## Brief
Please report how many lines of the data include the word "SystemProbe", with the number as the entire reply.

## Material for this exercise
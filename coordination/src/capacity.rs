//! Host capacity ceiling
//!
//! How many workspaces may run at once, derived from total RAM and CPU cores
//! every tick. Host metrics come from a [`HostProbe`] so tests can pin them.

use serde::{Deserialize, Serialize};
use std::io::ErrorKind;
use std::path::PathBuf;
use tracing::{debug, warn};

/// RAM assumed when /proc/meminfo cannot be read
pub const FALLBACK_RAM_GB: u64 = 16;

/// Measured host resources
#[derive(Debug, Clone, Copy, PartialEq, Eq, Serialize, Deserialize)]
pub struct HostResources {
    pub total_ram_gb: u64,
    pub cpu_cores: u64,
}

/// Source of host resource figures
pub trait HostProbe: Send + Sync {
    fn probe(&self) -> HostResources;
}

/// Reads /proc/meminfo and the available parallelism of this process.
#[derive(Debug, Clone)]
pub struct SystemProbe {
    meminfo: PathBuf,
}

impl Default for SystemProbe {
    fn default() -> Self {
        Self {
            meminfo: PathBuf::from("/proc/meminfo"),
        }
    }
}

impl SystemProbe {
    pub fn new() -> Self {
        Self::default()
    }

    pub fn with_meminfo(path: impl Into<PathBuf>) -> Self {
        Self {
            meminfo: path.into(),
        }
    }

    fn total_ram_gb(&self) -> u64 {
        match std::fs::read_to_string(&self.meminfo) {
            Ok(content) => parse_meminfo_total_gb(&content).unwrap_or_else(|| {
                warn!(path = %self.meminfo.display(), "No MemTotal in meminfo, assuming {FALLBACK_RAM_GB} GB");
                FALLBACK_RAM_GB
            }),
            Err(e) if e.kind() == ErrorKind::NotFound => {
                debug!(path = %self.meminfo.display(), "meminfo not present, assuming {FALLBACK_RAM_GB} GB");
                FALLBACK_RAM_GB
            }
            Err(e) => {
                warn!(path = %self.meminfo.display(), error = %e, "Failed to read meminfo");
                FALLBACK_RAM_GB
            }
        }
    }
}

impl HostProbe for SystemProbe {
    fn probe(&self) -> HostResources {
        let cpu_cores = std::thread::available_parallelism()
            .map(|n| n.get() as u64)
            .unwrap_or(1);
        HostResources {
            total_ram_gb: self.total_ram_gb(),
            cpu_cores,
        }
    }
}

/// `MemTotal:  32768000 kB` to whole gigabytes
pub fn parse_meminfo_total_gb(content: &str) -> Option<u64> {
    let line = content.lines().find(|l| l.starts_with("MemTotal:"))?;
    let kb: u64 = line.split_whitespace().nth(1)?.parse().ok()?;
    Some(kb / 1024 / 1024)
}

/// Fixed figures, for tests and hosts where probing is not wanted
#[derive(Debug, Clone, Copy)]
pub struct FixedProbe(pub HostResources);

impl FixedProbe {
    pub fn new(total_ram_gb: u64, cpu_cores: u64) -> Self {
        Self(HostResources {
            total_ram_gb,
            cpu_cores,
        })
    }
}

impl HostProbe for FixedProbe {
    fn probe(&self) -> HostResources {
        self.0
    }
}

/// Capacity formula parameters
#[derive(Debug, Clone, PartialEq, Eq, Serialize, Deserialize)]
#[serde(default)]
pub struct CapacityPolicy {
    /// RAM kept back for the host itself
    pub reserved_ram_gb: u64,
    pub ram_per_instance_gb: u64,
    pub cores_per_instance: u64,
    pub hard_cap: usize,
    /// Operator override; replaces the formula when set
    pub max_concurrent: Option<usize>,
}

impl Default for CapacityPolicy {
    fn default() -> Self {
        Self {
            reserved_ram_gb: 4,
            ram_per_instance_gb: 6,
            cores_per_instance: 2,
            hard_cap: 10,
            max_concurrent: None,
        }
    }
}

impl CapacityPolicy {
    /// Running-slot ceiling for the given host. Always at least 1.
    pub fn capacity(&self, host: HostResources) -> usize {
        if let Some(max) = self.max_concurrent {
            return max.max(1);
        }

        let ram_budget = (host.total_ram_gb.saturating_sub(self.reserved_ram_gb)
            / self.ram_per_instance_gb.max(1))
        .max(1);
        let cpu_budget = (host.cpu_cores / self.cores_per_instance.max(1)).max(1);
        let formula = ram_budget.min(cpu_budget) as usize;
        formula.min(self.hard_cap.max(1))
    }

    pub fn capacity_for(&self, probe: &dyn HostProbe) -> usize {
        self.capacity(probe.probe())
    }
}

## Task result
4